**Work instruction**
Give back exactly the lines of the data below, starting with the line that has "tracing_subscriber::fmt()" and going on through the line that has "let file = File::create(path)".

Items listed in a dataset:
####################
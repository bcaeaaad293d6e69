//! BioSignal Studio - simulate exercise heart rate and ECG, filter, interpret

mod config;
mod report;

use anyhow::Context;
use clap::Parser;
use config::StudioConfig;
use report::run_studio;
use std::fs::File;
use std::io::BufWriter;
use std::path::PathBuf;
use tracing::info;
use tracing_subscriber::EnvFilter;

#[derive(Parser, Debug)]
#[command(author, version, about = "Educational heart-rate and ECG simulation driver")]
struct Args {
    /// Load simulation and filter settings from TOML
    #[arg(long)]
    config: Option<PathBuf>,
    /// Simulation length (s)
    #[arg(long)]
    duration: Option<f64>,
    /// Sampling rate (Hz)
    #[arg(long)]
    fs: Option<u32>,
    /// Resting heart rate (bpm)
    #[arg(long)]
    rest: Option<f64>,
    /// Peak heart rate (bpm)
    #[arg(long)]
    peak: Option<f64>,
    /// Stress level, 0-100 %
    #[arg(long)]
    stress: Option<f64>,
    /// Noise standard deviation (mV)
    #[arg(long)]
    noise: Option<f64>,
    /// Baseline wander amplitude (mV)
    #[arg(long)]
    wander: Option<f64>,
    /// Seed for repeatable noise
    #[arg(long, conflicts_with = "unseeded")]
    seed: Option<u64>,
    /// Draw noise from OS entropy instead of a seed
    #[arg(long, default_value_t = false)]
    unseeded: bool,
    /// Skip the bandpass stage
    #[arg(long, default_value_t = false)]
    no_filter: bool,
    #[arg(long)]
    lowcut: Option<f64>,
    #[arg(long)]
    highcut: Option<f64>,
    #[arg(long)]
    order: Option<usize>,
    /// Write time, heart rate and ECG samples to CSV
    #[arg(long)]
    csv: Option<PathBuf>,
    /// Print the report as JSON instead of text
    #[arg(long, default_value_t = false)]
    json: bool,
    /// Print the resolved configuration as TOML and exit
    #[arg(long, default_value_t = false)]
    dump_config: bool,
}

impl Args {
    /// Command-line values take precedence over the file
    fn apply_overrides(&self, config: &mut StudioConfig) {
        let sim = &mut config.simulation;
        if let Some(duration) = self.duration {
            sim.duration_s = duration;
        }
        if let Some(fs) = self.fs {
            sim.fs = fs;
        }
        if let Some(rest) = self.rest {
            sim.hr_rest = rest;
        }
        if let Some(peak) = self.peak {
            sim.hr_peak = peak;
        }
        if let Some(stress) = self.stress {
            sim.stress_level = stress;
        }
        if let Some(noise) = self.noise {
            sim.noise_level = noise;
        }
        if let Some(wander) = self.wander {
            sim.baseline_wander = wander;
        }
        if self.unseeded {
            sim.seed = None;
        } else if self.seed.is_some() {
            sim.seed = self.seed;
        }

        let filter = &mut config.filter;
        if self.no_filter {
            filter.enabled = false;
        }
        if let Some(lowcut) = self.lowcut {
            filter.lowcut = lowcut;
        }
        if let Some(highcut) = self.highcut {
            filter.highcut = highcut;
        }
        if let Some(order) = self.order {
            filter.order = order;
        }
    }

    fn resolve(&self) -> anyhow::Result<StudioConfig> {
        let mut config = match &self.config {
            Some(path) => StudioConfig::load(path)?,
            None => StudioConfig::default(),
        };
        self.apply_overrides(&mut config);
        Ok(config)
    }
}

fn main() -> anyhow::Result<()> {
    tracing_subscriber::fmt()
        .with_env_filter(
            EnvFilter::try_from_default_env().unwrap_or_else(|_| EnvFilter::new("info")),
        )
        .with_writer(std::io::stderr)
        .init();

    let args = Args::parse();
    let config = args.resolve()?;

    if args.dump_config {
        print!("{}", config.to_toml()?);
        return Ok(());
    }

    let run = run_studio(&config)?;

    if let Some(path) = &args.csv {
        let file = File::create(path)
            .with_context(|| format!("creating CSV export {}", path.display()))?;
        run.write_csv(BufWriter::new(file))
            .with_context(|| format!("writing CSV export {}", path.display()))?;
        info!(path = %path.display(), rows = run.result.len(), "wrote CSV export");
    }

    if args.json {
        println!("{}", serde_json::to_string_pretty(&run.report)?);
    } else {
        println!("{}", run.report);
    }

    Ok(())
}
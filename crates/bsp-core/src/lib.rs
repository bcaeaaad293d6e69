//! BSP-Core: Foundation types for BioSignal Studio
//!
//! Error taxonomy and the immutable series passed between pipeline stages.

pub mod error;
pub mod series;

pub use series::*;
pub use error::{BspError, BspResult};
####################
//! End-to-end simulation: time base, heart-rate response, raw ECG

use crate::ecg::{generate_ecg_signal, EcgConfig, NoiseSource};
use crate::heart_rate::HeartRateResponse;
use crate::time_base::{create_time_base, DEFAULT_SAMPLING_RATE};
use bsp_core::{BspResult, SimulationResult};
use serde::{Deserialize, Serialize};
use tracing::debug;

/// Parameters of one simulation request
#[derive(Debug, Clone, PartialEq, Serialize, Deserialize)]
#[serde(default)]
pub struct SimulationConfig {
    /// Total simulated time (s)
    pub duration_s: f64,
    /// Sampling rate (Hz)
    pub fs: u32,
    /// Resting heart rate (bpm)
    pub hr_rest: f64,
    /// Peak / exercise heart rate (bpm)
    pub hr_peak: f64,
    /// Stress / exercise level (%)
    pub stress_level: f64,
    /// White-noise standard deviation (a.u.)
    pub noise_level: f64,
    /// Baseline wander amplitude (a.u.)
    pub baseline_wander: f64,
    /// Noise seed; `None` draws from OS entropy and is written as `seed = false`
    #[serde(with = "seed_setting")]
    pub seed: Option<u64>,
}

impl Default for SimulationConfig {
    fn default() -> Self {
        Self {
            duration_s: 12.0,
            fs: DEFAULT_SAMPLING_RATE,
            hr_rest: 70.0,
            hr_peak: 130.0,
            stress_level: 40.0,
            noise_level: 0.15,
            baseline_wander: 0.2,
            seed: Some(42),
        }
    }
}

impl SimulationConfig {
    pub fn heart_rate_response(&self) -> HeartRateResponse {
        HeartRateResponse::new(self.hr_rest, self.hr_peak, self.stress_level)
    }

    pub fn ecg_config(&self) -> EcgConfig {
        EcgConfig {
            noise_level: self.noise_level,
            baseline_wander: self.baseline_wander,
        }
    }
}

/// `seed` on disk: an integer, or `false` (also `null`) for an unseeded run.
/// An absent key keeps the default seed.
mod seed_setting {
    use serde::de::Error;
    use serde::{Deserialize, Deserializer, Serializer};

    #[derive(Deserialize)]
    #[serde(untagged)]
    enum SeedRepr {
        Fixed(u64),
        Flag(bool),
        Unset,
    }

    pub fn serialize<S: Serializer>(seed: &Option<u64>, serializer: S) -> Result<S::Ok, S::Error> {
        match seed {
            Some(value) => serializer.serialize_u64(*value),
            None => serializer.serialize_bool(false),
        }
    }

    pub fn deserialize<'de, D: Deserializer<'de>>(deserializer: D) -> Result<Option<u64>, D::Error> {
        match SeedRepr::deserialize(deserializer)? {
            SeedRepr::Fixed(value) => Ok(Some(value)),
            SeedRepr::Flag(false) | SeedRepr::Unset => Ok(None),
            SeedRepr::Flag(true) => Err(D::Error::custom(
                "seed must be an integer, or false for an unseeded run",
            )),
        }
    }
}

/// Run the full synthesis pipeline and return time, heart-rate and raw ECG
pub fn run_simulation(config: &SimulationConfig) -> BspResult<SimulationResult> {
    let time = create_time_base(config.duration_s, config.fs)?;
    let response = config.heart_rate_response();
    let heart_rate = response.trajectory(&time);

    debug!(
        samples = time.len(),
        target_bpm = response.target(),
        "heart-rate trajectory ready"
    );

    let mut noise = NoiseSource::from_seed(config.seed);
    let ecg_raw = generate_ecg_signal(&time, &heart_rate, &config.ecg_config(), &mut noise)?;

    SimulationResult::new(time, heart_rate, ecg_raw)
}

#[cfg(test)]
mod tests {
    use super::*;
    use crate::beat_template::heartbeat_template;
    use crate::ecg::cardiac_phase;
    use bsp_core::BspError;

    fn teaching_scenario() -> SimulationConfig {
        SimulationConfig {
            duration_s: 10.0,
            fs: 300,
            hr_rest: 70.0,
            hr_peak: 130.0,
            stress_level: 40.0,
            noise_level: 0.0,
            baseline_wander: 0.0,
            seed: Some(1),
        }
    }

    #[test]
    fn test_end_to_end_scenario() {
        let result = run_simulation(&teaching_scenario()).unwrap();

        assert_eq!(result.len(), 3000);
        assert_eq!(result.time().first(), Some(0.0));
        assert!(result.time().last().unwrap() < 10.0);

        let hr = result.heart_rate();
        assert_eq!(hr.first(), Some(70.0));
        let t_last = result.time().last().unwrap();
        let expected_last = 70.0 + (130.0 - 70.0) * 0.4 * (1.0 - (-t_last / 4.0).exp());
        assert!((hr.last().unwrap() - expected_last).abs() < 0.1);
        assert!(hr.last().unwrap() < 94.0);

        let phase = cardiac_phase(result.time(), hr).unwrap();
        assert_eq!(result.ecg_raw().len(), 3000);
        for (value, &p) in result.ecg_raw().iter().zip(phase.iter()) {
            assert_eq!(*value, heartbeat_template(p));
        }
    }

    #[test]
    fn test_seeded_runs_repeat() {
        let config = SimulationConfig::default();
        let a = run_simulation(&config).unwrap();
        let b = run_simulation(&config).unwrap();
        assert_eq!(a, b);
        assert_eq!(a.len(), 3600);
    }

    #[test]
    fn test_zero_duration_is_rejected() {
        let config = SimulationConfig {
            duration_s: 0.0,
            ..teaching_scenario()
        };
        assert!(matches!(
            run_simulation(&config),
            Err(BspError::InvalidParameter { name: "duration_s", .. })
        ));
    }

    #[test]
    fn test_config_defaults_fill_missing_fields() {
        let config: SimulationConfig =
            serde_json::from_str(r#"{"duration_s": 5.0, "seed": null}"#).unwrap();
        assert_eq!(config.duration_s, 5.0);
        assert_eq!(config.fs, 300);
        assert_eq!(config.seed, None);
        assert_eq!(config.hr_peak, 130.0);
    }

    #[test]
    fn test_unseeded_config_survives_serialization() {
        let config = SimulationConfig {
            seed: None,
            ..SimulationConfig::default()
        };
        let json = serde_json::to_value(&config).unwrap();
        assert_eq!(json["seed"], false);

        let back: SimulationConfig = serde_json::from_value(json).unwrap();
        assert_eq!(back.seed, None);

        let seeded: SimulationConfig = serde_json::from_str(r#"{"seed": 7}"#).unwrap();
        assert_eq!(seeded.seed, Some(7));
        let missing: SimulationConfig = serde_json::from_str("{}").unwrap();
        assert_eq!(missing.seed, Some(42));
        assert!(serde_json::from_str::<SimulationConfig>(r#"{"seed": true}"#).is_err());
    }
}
####################
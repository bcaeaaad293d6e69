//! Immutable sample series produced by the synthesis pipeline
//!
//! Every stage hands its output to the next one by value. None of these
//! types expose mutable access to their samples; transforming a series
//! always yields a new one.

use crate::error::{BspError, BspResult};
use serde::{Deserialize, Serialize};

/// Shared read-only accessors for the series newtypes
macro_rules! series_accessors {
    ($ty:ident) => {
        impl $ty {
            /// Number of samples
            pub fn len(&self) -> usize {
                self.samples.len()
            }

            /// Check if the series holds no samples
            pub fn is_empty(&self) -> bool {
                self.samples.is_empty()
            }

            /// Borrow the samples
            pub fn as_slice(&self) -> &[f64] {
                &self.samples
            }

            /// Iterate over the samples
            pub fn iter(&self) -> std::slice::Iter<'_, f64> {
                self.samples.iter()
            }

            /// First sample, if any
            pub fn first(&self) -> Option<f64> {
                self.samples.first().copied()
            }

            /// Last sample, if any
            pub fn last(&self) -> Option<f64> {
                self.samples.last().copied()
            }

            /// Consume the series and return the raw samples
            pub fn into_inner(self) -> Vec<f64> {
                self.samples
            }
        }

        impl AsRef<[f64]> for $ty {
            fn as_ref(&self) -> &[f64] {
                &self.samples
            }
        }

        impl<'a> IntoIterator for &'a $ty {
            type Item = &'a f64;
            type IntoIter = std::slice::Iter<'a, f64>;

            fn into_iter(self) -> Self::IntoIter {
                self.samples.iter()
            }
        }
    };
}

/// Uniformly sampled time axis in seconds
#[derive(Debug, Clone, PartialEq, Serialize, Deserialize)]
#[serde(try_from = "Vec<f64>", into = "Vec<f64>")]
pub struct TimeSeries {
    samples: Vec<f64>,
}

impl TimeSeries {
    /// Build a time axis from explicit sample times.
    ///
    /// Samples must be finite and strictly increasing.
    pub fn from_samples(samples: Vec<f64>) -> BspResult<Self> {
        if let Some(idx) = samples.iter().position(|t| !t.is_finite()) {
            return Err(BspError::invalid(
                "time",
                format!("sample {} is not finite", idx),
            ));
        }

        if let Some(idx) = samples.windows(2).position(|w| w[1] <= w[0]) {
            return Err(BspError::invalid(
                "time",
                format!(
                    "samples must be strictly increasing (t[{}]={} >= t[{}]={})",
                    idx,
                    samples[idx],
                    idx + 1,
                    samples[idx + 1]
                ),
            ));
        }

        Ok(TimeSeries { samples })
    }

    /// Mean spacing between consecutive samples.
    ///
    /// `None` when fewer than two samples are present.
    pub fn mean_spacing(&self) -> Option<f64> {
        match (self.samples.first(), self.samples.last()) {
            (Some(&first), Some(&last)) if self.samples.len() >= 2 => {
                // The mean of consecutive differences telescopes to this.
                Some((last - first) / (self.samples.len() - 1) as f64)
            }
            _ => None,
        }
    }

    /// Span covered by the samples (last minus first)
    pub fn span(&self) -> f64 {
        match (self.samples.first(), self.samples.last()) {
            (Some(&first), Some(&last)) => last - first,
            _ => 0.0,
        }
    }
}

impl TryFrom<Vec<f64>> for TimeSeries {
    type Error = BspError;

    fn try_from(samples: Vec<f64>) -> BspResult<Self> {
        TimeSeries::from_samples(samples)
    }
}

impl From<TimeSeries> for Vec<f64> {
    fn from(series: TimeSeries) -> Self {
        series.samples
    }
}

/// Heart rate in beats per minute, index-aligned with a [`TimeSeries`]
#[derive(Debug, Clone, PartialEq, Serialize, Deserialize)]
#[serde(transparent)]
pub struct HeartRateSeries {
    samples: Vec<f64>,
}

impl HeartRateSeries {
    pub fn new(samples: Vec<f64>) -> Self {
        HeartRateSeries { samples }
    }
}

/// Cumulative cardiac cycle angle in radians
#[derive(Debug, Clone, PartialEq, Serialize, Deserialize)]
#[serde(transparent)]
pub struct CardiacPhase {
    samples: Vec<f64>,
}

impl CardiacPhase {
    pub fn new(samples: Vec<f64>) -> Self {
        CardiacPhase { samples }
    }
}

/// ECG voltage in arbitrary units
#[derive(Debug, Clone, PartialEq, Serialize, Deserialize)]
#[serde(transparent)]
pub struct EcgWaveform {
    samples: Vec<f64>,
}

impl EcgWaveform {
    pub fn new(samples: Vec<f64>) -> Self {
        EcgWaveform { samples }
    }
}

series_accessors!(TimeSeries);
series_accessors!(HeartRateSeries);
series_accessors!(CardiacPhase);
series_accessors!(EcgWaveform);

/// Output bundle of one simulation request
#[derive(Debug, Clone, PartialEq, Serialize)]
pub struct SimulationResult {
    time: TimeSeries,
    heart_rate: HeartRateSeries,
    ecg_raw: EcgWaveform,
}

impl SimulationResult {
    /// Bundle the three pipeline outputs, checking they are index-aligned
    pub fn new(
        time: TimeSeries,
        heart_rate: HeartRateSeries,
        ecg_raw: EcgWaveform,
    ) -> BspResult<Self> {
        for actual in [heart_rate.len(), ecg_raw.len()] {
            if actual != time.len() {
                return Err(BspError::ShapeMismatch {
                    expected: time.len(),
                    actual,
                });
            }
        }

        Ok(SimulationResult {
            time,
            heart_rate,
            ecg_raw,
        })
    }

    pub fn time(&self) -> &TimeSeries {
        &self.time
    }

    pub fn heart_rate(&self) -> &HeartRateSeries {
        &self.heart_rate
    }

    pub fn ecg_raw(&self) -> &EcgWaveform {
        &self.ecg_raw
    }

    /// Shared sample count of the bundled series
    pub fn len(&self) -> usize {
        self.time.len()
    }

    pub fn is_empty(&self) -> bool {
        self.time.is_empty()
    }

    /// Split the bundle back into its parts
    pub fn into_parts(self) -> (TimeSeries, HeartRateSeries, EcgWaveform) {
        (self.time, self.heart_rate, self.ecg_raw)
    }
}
####################
**Solution to this problem**
    tracing_subscriber::fmt()
        .with_env_filter(
            EnvFilter::try_from_default_env().unwrap_or_else(|_| EnvFilter::new("info")),
        )
        .with_writer(std::io::stderr)
        .init();

    let args = Args::parse();
    let config = args.resolve()?;

    if args.dump_config {
        print!("{}", config.to_toml()?);
        return Ok(());
    }

    let run = run_studio(&config)?;

    if let Some(path) = &args.csv {
        let file = File::create(path)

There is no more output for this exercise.